To determine if BASH MaP can improve secondary structure prediction, we focused on Spinach. We first generated a secondary structure model from the Spinach crystal structure (PDB: 4TS2) as a benchmark for the comparison of future models (Fig. 5a). Importantly, we only considered Watson-Crick interactions and non-complementary base pairs involving only two bases including G•A, A•A, and U•U base pairs when generating the secondary structure model (Fig. 5a). We included these non-complementary base pairs because secondary structure modeling algorithms can model these interactions53. G-quadruplex, mixed tetrad, and base-triple interactions are intentionally left out as these tertiary structure elements are not predictable or able to be modeled by current secondary structure modeling algorithms53, 54.

Tertiary folding constraints enable accurate secondary structure modeling of Spinach.

(A) Spinach secondary structure model derived from the crystal structure 4TS2. This secondary structure model was utilized as a benchmark for comparing structure modeling approaches.

(B) Spinach secondary structure models generated by the indicated combination of experimental data (DMS MaP or BASH MaP) and folding algorithm (mFold, RNAstructure, DAGGER). To determine whether structure probing data could improve the modeling of Spinach secondary structure, we assessed the sensitivity and specificity of a variety of computational approaches. Base pairs which are correctly predicted are indicated by green bars. Base pairs which are incorrectly predicted are indicated with red dashed lines. A base pair was determined to be correct if the true base pairing partner was within one base (+/-) from the indicated pairing partner. For detailed explanation of settings used for each RNA secondary structure modeling approach see METHODS. Incorporation of experimental data improved Spinach secondary structure modeling; however, all structures included false helices and lacked the P2 domain of Spinach.

(C) Tertiary-folding constraints derived from N7G-reactivity data are implemented through modification of the DaVinci data analysis pipeline (DAGGER). To generate tertiary constraints, G’s in the bottom quartile of N7G reactivity are first identified. Then, all pairs of bottom quartile G’s which display significant rates of co-occurring misincorporations with each other are identified as likely to be engaged in a tertiary interaction. These positions are indicated by annotating the base as lowercase in the input FASTA file for a modified DaVinci analysis pipeline. Each sequencing read is first converted to a bitvector where a zero represents no misincorporation and a one represents a misincorporation. The DaVinci pipeline forces sites of misincorporations to be single stranded upon subsequent folding. G’s identified as likely to be engaged in a tertiary interaction are forced to be single stranded by editing the bitvectors and setting the value at each tertiary G to one. Sequencing reads with a misincorporation at any G identified as tertiary are treated separately because a modification at these positions indicates a change in tertiary structure. For these bitvectors, tertiary G’s are allowed to be considered for base pairing by ContraFold, the folding engine used in DaVinci. After folding of each unique sequencing read, RNA secondary structures are converted to forgi vectors which utilize the Forgi library to encode RNA structure in a string of numbers. Principle component analysis (PCA) is then performed on the forgi vectors, and the ensemble of RNA structures is visualized through a plot of the first two principle components. Clustering of related RNA structures is performed in the PCA reduced dimensional space using techniques such as Kmeans clustering. Together, this pipeline enables more accurate structure modeling of G-quadruplex containing RNA.

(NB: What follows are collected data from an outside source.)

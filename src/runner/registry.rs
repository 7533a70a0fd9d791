//! @ai:module:intent Registry mapping model identifiers to client implementations
//! @ai:module:layer application
//! @ai:module:public_api ClientRegistry
//! @ai:module:stateless false

use crate::config::{BackendConfig, ModelConfig};
use crate::runner::client::{MockClient, ModelClient};
use crate::runner::direct_client::{DirectApiClient, DirectApiSettings};
use crate::runner::local_client::{LocalDaemonClient, LocalDaemonSettings};
use crate::runner::orchestrator_client::{CommandOrchestrator, OrchestratedClient};
use anyhow::{Context, Result};
use std::sync::Arc;
use std::time::Duration;

/// @ai:intent Ordered capability table of model clients, built once from configuration
#[derive(Default, Clone)]
pub struct ClientRegistry {
    entries: Vec<(String, Arc<dyn ModelClient>)>,
}

impl ClientRegistry {
    /// @ai:intent Create an empty registry
    /// @ai:effects pure
    pub fn new() -> Self {
        Self::default()
    }

    /// @ai:intent Build a client for every configured model, in configuration order
    /// @ai:effects env
    pub fn from_config(models: &[ModelConfig]) -> Result<Self> {
        let mut registry = Self::new();

        for model in models {
            let client = build_client(&model.backend)
                .with_context(|| format!("Failed to build client for model {}", model.id))?;
            tracing::debug!("Registered {} ({})", model.id, model.backend.kind());
            registry.register(model.id.clone(), client);
        }

        Ok(registry)
    }

    /// @ai:intent Registry where every model answers with a canned response
    /// @ai:effects pure
    pub fn dry_run(models: &[ModelConfig], response: &str) -> Self {
        let mut registry = Self::new();

        for model in models {
            registry.register(
                model.id.clone(),
                Arc::new(MockClient::new(response).with_latency(0.001)),
            );
        }

        registry
    }

    /// @ai:intent Add a client, replacing any existing entry with the same id in place
    /// @ai:effects state:write
    pub fn register(&mut self, model_id: impl Into<String>, client: Arc<dyn ModelClient>) {
        let model_id = model_id.into();

        match self.entries.iter_mut().find(|(id, _)| *id == model_id) {
            Some(entry) => entry.1 = client,
            None => self.entries.push((model_id, client)),
        }
    }

    /// @ai:intent Look up a client by model id
    /// @ai:effects pure
    pub fn get(&self, model_id: &str) -> Option<Arc<dyn ModelClient>> {
        self.entries
            .iter()
            .find(|(id, _)| id == model_id)
            .map(|(_, client)| Arc::clone(client))
    }

    /// @ai:intent Model ids in registration order
    /// @ai:effects pure
    pub fn model_ids(&self) -> Vec<String> {
        self.entries.iter().map(|(id, _)| id.clone()).collect()
    }

    /// @ai:intent Keep only the models accepted by a predicate
    /// @ai:effects state:write
    pub fn retain(&mut self, mut keep: impl FnMut(&str) -> bool) {
        self.entries.retain(|(id, _)| keep(id));
    }

    pub fn len(&self) -> usize {
        self.entries.len()
    }

    pub fn is_empty(&self) -> bool {
        self.entries.is_empty()
    }
}

/// @ai:intent Construct the client variant for a backend configuration
/// @ai:effects env
fn build_client(backend: &BackendConfig) -> Result<Arc<dyn ModelClient>> {
    let client: Arc<dyn ModelClient> = match backend {
        BackendConfig::Direct {
            model,
            base_url,
            api_key_env,
            provider,
            timeout_secs,
            requests_per_minute,
        } => Arc::new(DirectApiClient::from_env(
            DirectApiSettings {
                model: model.clone(),
                base_url: base_url.clone(),
                provider: provider.clone(),
                timeout: Duration::from_secs(*timeout_secs),
                requests_per_minute: *requests_per_minute,
            },
            api_key_env,
        )?),
        BackendConfig::Orchestrated {
            command,
            args,
            model,
            agent_count,
            timeout_secs,
        } => Arc::new(OrchestratedClient::new(
            Box::new(CommandOrchestrator::new(command.clone(), args.clone())),
            model.clone(),
            *agent_count,
            Duration::from_secs(*timeout_secs),
        )),
        BackendConfig::Local {
            model,
            base_url,
            probe_timeout_secs,
            timeout_secs,
        } => Arc::new(LocalDaemonClient::new(LocalDaemonSettings {
            model: model.clone(),
            base_url: base_url.clone(),
            probe_timeout: Duration::from_secs(*probe_timeout_secs),
            timeout: Duration::from_secs(*timeout_secs),
        })?),
        BackendConfig::Mock {
            response,
            latency_secs,
        } => {
            let client = MockClient::new(response.clone());
            Arc::new(match latency_secs {
                Some(latency) => client.with_latency(*latency),
                None => client,
            })
        }
    };

    Ok(client)
}
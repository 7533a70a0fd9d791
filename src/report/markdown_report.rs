//! @ai:module:intent Markdown report generation
//! @ai:module:layer infrastructure
//! @ai:module:public_api MarkdownReporter, comparison_table
//! @ai:module:stateless true

use crate::config::ModelPair;
use crate::metrics::{Metric, MetricsByModel};
use crate::report::charts::text_bar_chart;
use crate::report::recommendations::{executive_summary, recommendations};
use anyhow::{Context, Result};
use std::fmt::Write as FmtWrite;
use std::path::Path;

/// @ai:intent Trait for Markdown report generation
pub trait MarkdownReporterTrait: Send + Sync {
    /// @ai:intent Write a Markdown report for aggregated metrics
    fn generate(
        &self,
        metrics: &MetricsByModel,
        pairs: &[ModelPair],
        generated_at: &str,
        output_path: &Path,
    ) -> Result<()>;
}

/// @ai:intent Generates Markdown reports from aggregated metrics
pub struct MarkdownReporter {
    selection: Vec<Metric>,
    chart_metric: Metric,
}

impl MarkdownReporter {
    /// @ai:intent Create a reporter showing the given metrics in detail sections
    /// @ai:effects pure
    pub fn new(selection: Vec<Metric>, chart_metric: Metric) -> Self {
        Self {
            selection,
            chart_metric,
        }
    }

    /// @ai:intent Render the complete report
    /// @ai:post every model in metrics appears in the comparison table
    /// @ai:effects pure
    pub fn render(&self, metrics: &MetricsByModel, pairs: &[ModelPair], generated_at: &str) -> String {
        let mut output = String::new();

        writeln!(output, "# Benchmark Results: Model Comparison").unwrap();
        writeln!(output).unwrap();
        writeln!(output, "**Generated**: {}", generated_at).unwrap();
        writeln!(output).unwrap();
        writeln!(output, "---").unwrap();
        writeln!(output).unwrap();

        writeln!(output, "## Summary").unwrap();
        writeln!(output).unwrap();
        writeln!(output, "{}", executive_summary(metrics, pairs)).unwrap();
        writeln!(output).unwrap();

        writeln!(output, "## Model Comparison").unwrap();
        writeln!(output).unwrap();
        writeln!(output, "{}", comparison_table(metrics)).unwrap();

        output.push_str(&self.detailed_metrics(metrics));

        writeln!(output, "## Performance Visualization").unwrap();
        writeln!(output).unwrap();
        writeln!(output, "{}", text_bar_chart(metrics, self.chart_metric)).unwrap();
        writeln!(output).unwrap();

        writeln!(output, "## Recommendations").unwrap();
        writeln!(output).unwrap();
        writeln!(output, "{}", recommendations(metrics, pairs)).unwrap();

        output
    }

    /// @ai:intent Per-model section listing the selected metrics
    /// @ai:effects pure
    fn detailed_metrics(&self, metrics: &MetricsByModel) -> String {
        let mut output = String::new();

        writeln!(output, "## Detailed Metrics").unwrap();
        writeln!(output).unwrap();

        for (model_id, model) in metrics {
            writeln!(output, "### {}", model_id).unwrap();
            writeln!(output).unwrap();
            writeln!(output, "- **status**: {}", model.status.as_str()).unwrap();

            for metric in &self.selection {
                let Some(value) = metric.value(model) else {
                    continue;
                };

                match metric {
                    Metric::TotalRuns | Metric::SuccessfulRuns => {
                        writeln!(output, "- **{}**: {}", metric, value as u64).unwrap()
                    }
                    _ => writeln!(output, "- **{}**: {:.3}", metric, value).unwrap(),
                }
            }

            writeln!(output).unwrap();
        }

        output
    }
}

impl MarkdownReporterTrait for MarkdownReporter {
    /// @ai:intent Render and write the report
    /// @ai:effects fs:write
    fn generate(
        &self,
        metrics: &MetricsByModel,
        pairs: &[ModelPair],
        generated_at: &str,
        output_path: &Path,
    ) -> Result<()> {
        if let Some(parent) = output_path.parent() {
            std::fs::create_dir_all(parent)?;
        }

        let content = self.render(metrics, pairs, generated_at);
        std::fs::write(output_path, content)
            .with_context(|| format!("Failed to write {}", output_path.display()))?;

        tracing::info!("Report saved to {}", output_path.display());
        Ok(())
    }
}

/// @ai:intent Comparison table with one row per model
/// @ai:example empty metrics -> "No data available"
/// @ai:effects pure
pub fn comparison_table(metrics: &MetricsByModel) -> String {
    if metrics.is_empty() {
        return "No data available\n".to_string();
    }

    let mut output = String::new();

    writeln!(
        output,
        "| Model | Accuracy | Latency (s) | Tokens/s | Error Rate | Status |"
    )
    .unwrap();
    writeln!(output, "|-------|----------|-------------|----------|------------|--------|").unwrap();

    for (model_id, m) in metrics {
        writeln!(
            output,
            "| {} | {:.3} | {:.2} | {:.1} | {:.1}% | {} |",
            model_id,
            m.avg_accuracy,
            m.avg_latency,
            m.tokens_per_second,
            m.error_rate * 100.0,
            m.status.as_str()
        )
        .unwrap();
    }

    output
}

(D) Tertiary constraints and DAGGER analysis of BASH MaP treated Spinach accurately model Spinach secondary structure. To determine whether tertiary folding constraints could improve Spinach structure modeling, we implemented the technique as described in Fig. 5C and applied it to Spinach BASH MaP data. Base pairs which are correctly predicted are indicated by green bars. Base pairs which are incorrectly predicted are indicated with red dashed lines. A base pair was determined to be correct if the true base pairing partner was within one base (+/-) from the indicated pairing partner. The resulting secondary structure most closely matches the crystallographic secondary structure through formation of the P2 domain and absence of false helices.

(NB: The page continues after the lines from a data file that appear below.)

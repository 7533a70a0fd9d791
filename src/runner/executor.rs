//! @ai:module:intent Matrix execution of every model against every task
//! @ai:module:layer application
//! @ai:module:public_api BenchmarkRunner
//! @ai:module:stateless false

use crate::corpus::BenchmarkTask;
use crate::evaluator::{Evaluator, ScorerTrait};
use crate::runner::client::{ModelClient, Outcome};
use crate::runner::registry::ClientRegistry;
use crate::store::{ResultStore, RunResult};
use futures::FutureExt;
use std::any::Any;
use std::panic::AssertUnwindSafe;
use std::sync::Arc;

/// @ai:intent Runs tasks against registered clients, scoring and persisting each cell
pub struct BenchmarkRunner {
    registry: ClientRegistry,
    scorer: Arc<dyn ScorerTrait>,
    store: ResultStore,
}

impl BenchmarkRunner {
    /// @ai:intent Create a runner with the default evaluator
    /// @ai:effects pure
    pub fn new(registry: ClientRegistry, store: ResultStore) -> Self {
        Self::with_scorer(registry, Arc::new(Evaluator::new()), store)
    }

    /// @ai:intent Create a runner with a custom scorer
    /// @ai:effects pure
    pub fn with_scorer(
        registry: ClientRegistry,
        scorer: Arc<dyn ScorerTrait>,
        store: ResultStore,
    ) -> Self {
        Self {
            registry,
            scorer,
            store,
        }
    }

    pub fn registry(&self) -> &ClientRegistry {
        &self.registry
    }

    /// @ai:intent Execute the full model x task matrix sequentially
    /// @ai:post exactly one result per (model, task), models in registry order
    /// @ai:effects network, fs:write
    pub async fn run_all(&self, tasks: &[BenchmarkTask]) -> Vec<RunResult> {
        let model_ids = self.registry.model_ids();
        let total = model_ids.len() * tasks.len();
        let mut results = Vec::with_capacity(total);

        tracing::info!(
            "Running {} models x {} tasks ({} cells)",
            model_ids.len(),
            tasks.len(),
            total
        );

        for model_id in &model_ids {
            for task in tasks {
                let result = self.run_cell(model_id, task).await;

                match &result.error {
                    Some(error) => tracing::warn!(
                        "[{}/{}] {} x {}: error: {}",
                        results.len() + 1,
                        total,
                        model_id,
                        task.id,
                        error
                    ),
                    None => tracing::info!(
                        "[{}/{}] {} x {}: accuracy {:.2}, {:.2}s",
                        results.len() + 1,
                        total,
                        model_id,
                        task.id,
                        result.accuracy,
                        result.latency
                    ),
                }

                results.push(result);
            }
        }

        let failed = results.iter().filter(|r| r.is_error()).count();
        tracing::info!("Completed {} runs ({} failed)", results.len(), failed);

        results
    }

    /// @ai:intent Execute one (model, task) cell and persist the result
    /// @ai:post never panics; failures become errored results
    /// @ai:effects network, fs:write
    pub async fn run_cell(&self, model_id: &str, task: &BenchmarkTask) -> RunResult {
        let result = match self.registry.get(model_id) {
            Some(client) => {
                let attempt = AssertUnwindSafe(self.invoke_and_score(client.as_ref(), model_id, task))
                    .catch_unwind()
                    .await;

                attempt.unwrap_or_else(|panic| {
                    RunResult::errored(
                        model_id,
                        &task.id,
                        &task.category,
                        format!("panicked: {}", panic_message(panic.as_ref())),
                        0.0,
                    )
                })
            }
            None => RunResult::errored(
                model_id,
                &task.id,
                &task.category,
                format!("Unknown model: {}", model_id),
                0.0,
            ),
        };

        if let Err(e) = self.store.persist(&result) {
            tracing::warn!(
                "Failed to persist result for {} x {}: {:#}",
                model_id,
                task.id,
                e
            );
        }

        result
    }

    /// @ai:intent Invoke a client and score its completion
    /// @ai:effects network
    async fn invoke_and_score(
        &self,
        client: &dyn ModelClient,
        model_id: &str,
        task: &BenchmarkTask,
    ) -> RunResult {
        match client.invoke(&task.prompt).await {
            Outcome::Success {
                completion,
                latency,
                meta,
            } => {
                let score = self.scorer.score(task, Some(&completion));
                RunResult::completed(
                    model_id,
                    &task.id,
                    &task.category,
                    completion,
                    latency,
                    score.value(),
                    score.qualitative(),
                    meta,
                )
            }
            Outcome::Failure { error, latency } => {
                RunResult::errored(model_id, &task.id, &task.category, error, latency)
            }
        }
    }
}

fn panic_message(payload: &(dyn Any + Send)) -> String {
    if let Some(message) = payload.downcast_ref::<&str>() {
        message.to_string()
    } else if let Some(message) = payload.downcast_ref::<String>() {
        message.clone()
    } else {
        "unknown panic".to_string()
    }
}

#[cfg(test)]
mod tests {
    use super::*;
    use crate::corpus::GroundTruth;
    use crate::evaluator::Score;
    use crate::runner::client::MockClient;
    use async_trait::async_trait;
    use pretty_assertions::assert_eq;
    use tempfile::TempDir;

    /// Panics whenever the prompt mentions "boom"
    struct FragileClient;

    #[async_trait]
    impl ModelClient for FragileClient {
        async fn invoke(&self, prompt: &str) -> Outcome {
            if prompt.contains("boom") {
                panic!("backend exploded");
            }
            Outcome::Success {
                completion: "42".to_string(),
                latency: 1.0,
                meta: Default::default(),
            }
        }
    }

    struct PanickingScorer;

    impl ScorerTrait for PanickingScorer {
        fn score(&self, _task: &BenchmarkTask, _completion: Option<&str>) -> Score {
            panic!("scorer bug")
        }
    }

    fn task(id: &str, prompt: &str) -> BenchmarkTask {
        BenchmarkTask {
            id: id.to_string(),
            category: "math".to_string(),
            prompt: prompt.to_string(),
            has_ground_truth: true,
            ground_truth: Some(GroundTruth::Number(42.0)),
            evaluation_criteria: vec![],
        }
    }

    fn registry() -> ClientRegistry {
        let mut registry = ClientRegistry::new();
        registry.register("steady", Arc::new(MockClient::new("The answer is 42").with_latency(2.0)));
        registry.register("fragile", Arc::new(FragileClient));
        registry
    }

    #[tokio::test]
    async fn test_panicking_cell_is_isolated() {
        let temp = TempDir::new().unwrap();
        let runner = BenchmarkRunner::new(registry(), ResultStore::new(temp.path()));
        let tasks = vec![task("t1", "What is 6 x 7?"), task("t2", "boom")];

        let results = runner.run_all(&tasks).await;

        assert_eq!(results.len(), 4);
        assert_eq!(results.iter().filter(|r| r.error.is_none()).count(), 3);

        let failed = results.iter().find(|r| r.is_error()).unwrap();
        assert_eq!(failed.model_id, "fragile");
        assert_eq!(failed.task_id, "t2");
        assert_eq!(failed.accuracy, 0.0);
        assert_eq!(failed.latency, 0.0);
        assert!(failed.completion.is_none());
        assert!(failed.error.as_deref().unwrap().contains("backend exploded"));

        assert_eq!(ResultStore::new(temp.path()).load_all().unwrap().len(), 4);
    }

    #[tokio::test]
    async fn test_matrix_order_follows_registry() {
        let temp = TempDir::new().unwrap();
        let runner = BenchmarkRunner::new(registry(), ResultStore::new(temp.path()));
        let tasks = vec![task("t1", "a"), task("t2", "b")];

        let cells: Vec<(String, String)> = runner
            .run_all(&tasks)
            .await
            .into_iter()
            .map(|r| (r.model_id, r.task_id))
            .collect();

        assert_eq!(
            cells,
            vec![
                ("steady".to_string(), "t1".to_string()),
                ("steady".to_string(), "t2".to_string()),
                ("fragile".to_string(), "t1".to_string()),
                ("fragile".to_string(), "t2".to_string()),
            ]
        );
    }

    #[tokio::test]
    async fn test_successful_cell_is_scored() {
        let temp = TempDir::new().unwrap();
        let runner = BenchmarkRunner::new(registry(), ResultStore::new(temp.path()));

        let result = runner.run_cell("steady", &task("t1", "q")).await;

        assert_eq!(result.accuracy, 1.0);
        assert_eq!(result.latency, 2.0);
        assert_eq!(result.output_tokens, Some(4));
        assert_eq!(result.qualitative_score, None);
    }

    #[tokio::test]
    async fn test_unknown_model_is_errored() {
        let temp = TempDir::new().unwrap();
        let runner = BenchmarkRunner::new(registry(), ResultStore::new(temp.path()));

        let result = runner.run_cell("ghost", &task("t1", "q")).await;

        assert_eq!(result.error.as_deref(), Some("Unknown model: ghost"));
        assert_eq!(result.latency, 0.0);
    }

    #[tokio::test]
    async fn test_scorer_panic_is_isolated() {
        let temp = TempDir::new().unwrap();
        let runner = BenchmarkRunner::with_scorer(
            registry(),
            Arc::new(PanickingScorer),
            ResultStore::new(temp.path()),
        );

        let result = runner.run_cell("steady", &task("t1", "q")).await;

        assert!(result.error.as_deref().unwrap().contains("scorer bug"));
        assert!(result.completion.is_none());
    }

    #[tokio::test]
    async fn test_persist_failure_still_returns_result() {
        let temp = TempDir::new().unwrap();
        let blocker = temp.path().join("not_a_dir");
        std::fs::write(&blocker, "file").unwrap();
        let runner = BenchmarkRunner::new(registry(), ResultStore::new(blocker.join("raw")));

        let result = runner.run_cell("steady", &task("t1", "q")).await;

        assert!(!result.is_error());
        assert_eq!(result.accuracy, 1.0);
    }

    #[tokio::test]
    async fn test_failure_outcome_keeps_latency() {
        struct Down;

        #[async_trait]
        impl ModelClient for Down {
            async fn invoke(&self, _prompt: &str) -> Outcome {
                Outcome::Failure {
                    error: "Request timeout after 5s".to_string(),
                    latency: 5.0,
                }
            }
        }

        let temp = TempDir::new().unwrap();
        let mut registry = ClientRegistry::new();
        registry.register("down", Arc::new(Down));
        let runner = BenchmarkRunner::new(registry, ResultStore::new(temp.path()));

        let result = runner.run_cell("down", &task("t1", "q")).await;

        assert_eq!(result.latency, 5.0);
        assert_eq!(result.error.as_deref(), Some("Request timeout after 5s"));
    }
}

We next used a minimum free energy folding approach to generate a secondary structure model for Spinach55. We utilized mFold, a minimum free energy folding algorithm which attempts to find the base-pairing pattern with the lowest free energy for a given RNA sequence to predict the secondary structure of Spinach from sequence alone50 (Fig. 5b). The mFold secondary structure model of Spinach correctly displays stems P1 and most of P3 but lacks stem P2 and contains two stem loops which are not present in the crystallographic secondary structure (Fig. 5a-b). The mFold secondary structure model demonstrates that minimum free energy folding algorithms fail to accurately model Spinach secondary structure from sequence alone.

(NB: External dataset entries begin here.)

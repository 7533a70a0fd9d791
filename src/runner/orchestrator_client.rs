//! @ai:module:intent Client backed by an external multi-agent orchestrator
//! @ai:module:layer infrastructure
//! @ai:module:public_api Orchestrator, CommandOrchestrator, OrchestratedClient
//! @ai:module:stateless true

use crate::error::ClientError;
use crate::runner::client::{with_timeout, Completion, Meta, ModelClient, Outcome};
use async_trait::async_trait;
use serde_json::json;
use std::process::Stdio;
use std::time::{Duration, Instant};
use tokio::io::AsyncWriteExt;
use tokio::process::Command;

/// @ai:intent Opaque collaborator that turns a prompt into a synthesized answer
#[async_trait]
pub trait Orchestrator: Send + Sync {
    /// @ai:intent Run the orchestration for one prompt
    /// @ai:effects io
    async fn orchestrate(&self, prompt: &str) -> Result<String, ClientError>;
}

/// @ai:intent Orchestrator run as a subprocess: prompt on stdin, answer on stdout
pub struct CommandOrchestrator {
    command: String,
    args: Vec<String>,
}

impl CommandOrchestrator {
    /// @ai:intent Create an orchestrator invoking `command args...`
    /// @ai:effects pure
    pub fn new(command: impl Into<String>, args: Vec<String>) -> Self {
        Self {
            command: command.into(),
            args,
        }
    }
}

#[async_trait]
impl Orchestrator for CommandOrchestrator {
    /// @ai:intent Spawn the orchestrator and collect its stdout
    /// @ai:post the child is killed if this future is dropped
    /// @ai:effects process, io
    async fn orchestrate(&self, prompt: &str) -> Result<String, ClientError> {
        let mut child = Command::new(&self.command)
            .args(&self.args)
            .stdin(Stdio::piped())
            .stdout(Stdio::piped())
            .stderr(Stdio::piped())
            .kill_on_drop(true)
            .spawn()
            .map_err(|e| ClientError::Transport(format!("failed to start {}: {}", self.command, e)))?;

        if let Some(mut stdin) = child.stdin.take() {
            let input = prompt.to_string();
            tokio::spawn(async move {
                if let Err(e) = stdin.write_all(input.as_bytes()).await {
                    tracing::debug!("Orchestrator closed stdin early: {}", e);
                }
            });
        }

        let output = child.wait_with_output().await?;

        if !output.status.success() {
            let stderr = String::from_utf8_lossy(&output.stderr);
            return Err(ClientError::Transport(format!(
                "{} exited with {}: {}",
                self.command,
                output.status,
                stderr.trim()
            )));
        }

        Ok(String::from_utf8_lossy(&output.stdout).trim().to_string())
    }
}

/// @ai:intent Model client that delegates to an orchestrator and times the whole call
pub struct OrchestratedClient {
    orchestrator: Box<dyn Orchestrator>,
    model: Option<String>,
    agent_count: u32,
    timeout: Duration,
}

impl OrchestratedClient {
    /// @ai:intent Wrap an orchestrator
    /// @ai:effects pure
    pub fn new(
        orchestrator: Box<dyn Orchestrator>,
        model: Option<String>,
        agent_count: u32,
        timeout: Duration,
    ) -> Self {
        Self {
            orchestrator,
            model,
            agent_count,
            timeout,
        }
    }

    fn meta(&self) -> Meta {
        let mut meta = Meta::new();
        meta.insert("provider".to_string(), json!("orchestrator"));
        meta.insert("agent_count".to_string(), json!(self.agent_count));
        if let Some(model) = &self.model {
            meta.insert("model".to_string(), json!(model));
        }
        meta
    }
}

#[async_trait]
impl ModelClient for OrchestratedClient {
    /// @ai:intent Run the orchestrator under the configured timeout
    /// @ai:effects process, io
    async fn invoke(&self, prompt: &str) -> Outcome {
        let started = Instant::now();

        let result = with_timeout(self.timeout, async {
            let text = self.orchestrator.orchestrate(prompt).await?;
            Ok::<_, ClientError>(Completion {
                text,
                meta: self.meta(),
            })
        })
        .await;

        if let Err(e) = &result {
            tracing::warn!("Orchestrated call failed: {}", e);
        }

        Outcome::from_call(result, started)
    }
}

We then asked whether incorporation of chemical probing data could improve the secondary structure prediction for Spinach. The most common method for using chemical probing data to improve secondary structure modeling is to convert chemical reactivities to free energy folding constraints which are then used by a minimum free energy folding program48. These constraints reward the algorithms for forming base pairs with RNA bases that display low chemical reactivity and penalize the formation of base pairs at locations with high chemical reactivity.

We first used DMS reactivities to generate free energy folding constraints for the folding program RNAstructure34, 54. We then compared the resulting secondary structure model to the mFold and crystallographic secondary structures35, 54 (Fig. 5a-b). For DMS MaP experiments we considered chemical reactivities at all four nucleotides to create free energy folding constraints. For BASH MaP, we only considered chemical reactivities at A, C, and U bases to create free energy folding constraints as we previously showed the some based-paired G’s displayed high N7G reactivity. If included, folding algorithms would incorrectly force base-paired G’s with high N7G reactivities to be single stranded. Therefore, we ignored all data at G’s when creating free energy folding constraints from BASH MaP data.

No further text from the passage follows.